German inflation figures form the initial focus with state-level releases starting in the European morning Monday, with the final all-Germany release due at 13:00 BST (expected: 2.3% y/y, previous: 2.2%).
French CPI inflation is due Tuesday at 07:45 BST (expected: 2.1%, previous: 2.3%). Between the German and French figures we could get a good steer as to where the Eurozone release is heading.
Eurozone CPI is released at 10:00 BST on Tuesday, with the market expecting 2.4% y/y, unchanged on March. The core CPI is expected at 2.8%, down from 2.9%.
Any undershoots will raise the odds that the European Central Bank cuts interest rates again in July, having already done so in June. It is the timing of the second ECB cut that matters for markets, given a June move is well telegraphed.
But, should inflation figures beat expectations, expect the Euro to rally against the Pound and Dollar, as markets would see a low likelihood of a July rate cut.
Image courtesy of UniCredit.
Indeed, a strong print would raise questions as to whether a June cut is at all appropriate, which would support the Euro.
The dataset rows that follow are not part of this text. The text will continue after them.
//! The PDG pass.
//!
//! Adds edges only. REF edges connect every identifier to the
//! declaration it names (the first `LOCAL` or `METHOD_PARAMETER_IN` in
//! its association); ARGUMENT edges are re-asserted for if-conditions
//! and invocation statements. The re-assertion duplicates edges already
//! emitted at call construction; the delta-log contract leaves dedup to
//! the consumer.

use tracing::trace;

use crate::cpg::{EdgeLabel, NodeKind};
use crate::ir::{StmtKind, ValueKind};

use super::assoc::IrKey;
use super::error::LowerError;
use super::MethodLowering;

pub(super) fn run(l: &mut MethodLowering<'_>) {
    let method = l.method;

    // Identity references bound by the head statements.
    for &head in method.graph.heads() {
        for value in method.body.stmt(head).kind.use_values() {
            let key = match &method.body.value(value).kind {
                ValueKind::Local(local) => IrKey::Local(*local),
                _ => IrKey::Value(value),
            };
            emit_ref_edges(l, key);
        }
    }

    // Declared body locals.
    for (local, _) in method.body.locals() {
        emit_ref_edges(l, IrKey::Local(local));
    }

    for &stmt in &method.stmt_order {
        match l.body().stmt(stmt).kind {
            StmtKind::If { condition, .. } => reassert_arguments(l, IrKey::Value(condition)),
            StmtKind::Invoke { expr } => reassert_arguments(l, IrKey::Value(expr)),
            _ => {}
        }
    }
}

/// `identifier -REF→ declaration` for every identifier recorded under
/// `key`.
fn emit_ref_edges(l: &mut MethodLowering<'_>, key: IrKey) {
    let nodes = l.assoc.get(key).to_vec();
    let Some(target) = nodes.iter().copied().find(|&node| {
        matches!(
            l.node_kind(node),
            Some(NodeKind::Local | NodeKind::MethodParameterIn)
        )
    }) else {
        trace!("{}", LowerError::MissingAssociation(format!("{key:?}")));
        return;
    };
    for node in nodes {
        if l.node_kind(node) == Some(NodeKind::Identifier) {
            l.edge(node, target, EdgeLabel::Ref);
        }
    }
}

/// `call -ARGUMENT→ n` for every other node associated with the same
/// expression.
fn reassert_arguments(l: &mut MethodLowering<'_>, key: IrKey) {
    let nodes = l.assoc.get(key).to_vec();
    let Some(call) = nodes
        .iter()
        .copied()
        .find(|&node| l.node_kind(node) == Some(NodeKind::Call))
    else {
        return;
    };
    for node in nodes {
        if node != call {
            l.edge(call, node, EdgeLabel::Argument);
        }
    }
}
But it is the U.S. end of the equation that tends to have the larger influence on Euro-Dollar, and there are some significant events on the calendar.
With market expectations for the first rate cut at the Federal Reserve having receded to December following last week's hot consumer spending figures, the coming week's figures will determine whether a 2024 rate cut is even on the cards or whether we will have to wait until 2025.
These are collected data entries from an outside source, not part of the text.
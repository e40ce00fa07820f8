//! Jimple-like source text for values and statements.
//!
//! Every CPG node carries a `code` property with source-like text; the
//! IR is the only place that can render it, since values reference
//! their operands through arena handles.

use super::body::{Body, StmtId, ValueId};
use super::stmt::{MonitorOp, StmtKind};
use super::value::{InvokeExpr, ValueKind};

impl Body {
    /// Render the source-like text of a value.
    pub fn value_code(&self, id: ValueId) -> String {
        let value = self.value(id);
        match &value.kind {
            ValueKind::Local(local) => self.local(*local).name.to_string(),
            ValueKind::IdentityRef { code } => code.to_string(),
            ValueKind::Constant { code } => code.to_string(),
            ValueKind::Invoke(expr) => self.invoke_code(expr),
            ValueKind::Binop { op, left, right } => format!(
                "{} {} {}",
                self.value_code(*left),
                op.symbol(),
                self.value_code(*right)
            ),
            ValueKind::Condition { op, left, right } => format!(
                "{} {} {}",
                self.value_code(*left),
                op.symbol(),
                self.value_code(*right)
            ),
            ValueKind::Cast { operand } => {
                format!("({}) {}", value.type_full_name, self.value_code(*operand))
            }
            ValueKind::ArrayRef { base, index } => {
                format!("{}[{}]", self.value_code(*base), self.value_code(*index))
            }
            ValueKind::InstanceOf {
                operand,
                check_type,
            } => format!("{} instanceof {}", self.value_code(*operand), check_type),
            ValueKind::Length { operand } => format!("lengthof {}", self.value_code(*operand)),
            ValueKind::Neg { operand } => format!("-{}", self.value_code(*operand)),
            ValueKind::New => format!("new {}", value.type_full_name),
            ValueKind::NewArray { element_type } => format!("new {element_type}[]"),
            ValueKind::CaughtException => "@caughtexception".to_string(),
            ValueKind::StaticField(field) => field.canonical(),
            ValueKind::InstanceField { base, field } => {
                format!("{}.{}", self.value_code(*base), field.canonical())
            }
            ValueKind::Other { code } => code.to_string(),
        }
    }

    /// Render the source-like text of a statement.
    pub fn stmt_code(&self, id: StmtId) -> String {
        match &self.stmt(id).kind {
            StmtKind::Identity { left, right } => {
                format!("{} := {}", self.value_code(*left), self.value_code(*right))
            }
            StmtKind::Assign { left, right } => {
                format!("{} = {}", self.value_code(*left), self.value_code(*right))
            }
            StmtKind::If { condition, .. } => format!("if ({})", self.value_code(*condition)),
            StmtKind::Goto { .. } => "goto".to_string(),
            StmtKind::LookupSwitch { key, .. } | StmtKind::TableSwitch { key, .. } => {
                format!("switch ({})", self.value_code(*key))
            }
            StmtKind::Invoke { expr } => self.value_code(*expr),
            StmtKind::Return { value } => format!("return {}", self.value_code(*value)),
            StmtKind::ReturnVoid => "return".to_string(),
            StmtKind::Throw { value } => format!("throw {}", self.value_code(*value)),
            StmtKind::Monitor { op, value } => {
                let keyword = match op {
                    MonitorOp::Enter => "entermonitor",
                    MonitorOp::Exit => "exitmonitor",
                };
                format!("{} {}", keyword, self.value_code(*value))
            }
            StmtKind::Other { code } => code.to_string(),
        }
    }

    fn invoke_code(&self, expr: &InvokeExpr) -> String {
        let args = expr
            .args
            .iter()
            .map(|&arg| self.value_code(arg))
            .collect::<Vec<_>>()
            .join(", ");
        match expr.receiver {
            Some(receiver) => format!("{}.{}({})", self.value_code(receiver), expr.name, args),
            None => format!("{}.{}({})", expr.declaring_class, expr.name, args),
        }
    }
}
Wednesday's Federal Reserve policy update will be the first key test for the Dollar as investors will be interested to know whether the Fed is ready to validate market expectations for the first rate hike to come in December.
Recall, the Fed's most recent dot plot forecasts showed policymakers expect three rate cuts in 2023. The Fed will have to concede this is a tad ambitious in the face of the incoming data which shows the economy is starting to generate heat again.
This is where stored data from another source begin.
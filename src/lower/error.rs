//! Error kinds surfaced while lowering.
//!
//! Every kind has a warn-and-continue policy: the pass logs the error,
//! skips the node or edge it could not produce, and keeps going. None
//! of them aborts a lowering run.

use thiserror::Error;

/// A recoverable problem encountered inside a pass.
#[derive(Debug, Error)]
pub enum LowerError {
    /// A statement kind outside the closed set; the statement
    /// contributes no AST.
    #[error("statement kind outside the closed set: {0}")]
    UnknownStatement(String),

    /// A value kind outside the closed set; lowered to `UNKNOWN`.
    #[error("value kind outside the closed set: {0}")]
    UnknownValue(String),

    /// A CFG or PDG lookup hit a key the AST pass never populated;
    /// the dependent edge is skipped.
    #[error("no graph nodes associated with {0}")]
    MissingAssociation(String),

    /// No type node registered for the name; the `EVAL_TYPE` edge is
    /// omitted.
    #[error("no type node registered for `{0}`")]
    MissingTypeNode(String),

    /// The stub provider is missing part of the method skeleton;
    /// dependent edges are skipped.
    #[error("method stub for `{method}` is missing its {part}")]
    MissingMethodStub { method: String, part: &'static str },
}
The Dollar will strengthen if the Fed cautions its previous expectations look to generous. "A prudent Fed will likely keep the USD firm, thwarting the recovery attempts of the EUR and the GBP," says Roberto Mialich, FX Strategist at UniCredit Bank.
The big data event of the week will be Friday's job report: weakness here will signal that finally a turning point is coming. We would expect a sizeable stock market rally and a drop in the Dollar if the headline non-farm payroll figure undershoots the 210K the market expects.
But, this is an economy that seems to perpetually surprise to the upside, so we wouldn't hold our breath. Another beat would send the Pound-Dollar rate below the 1.25 level once more.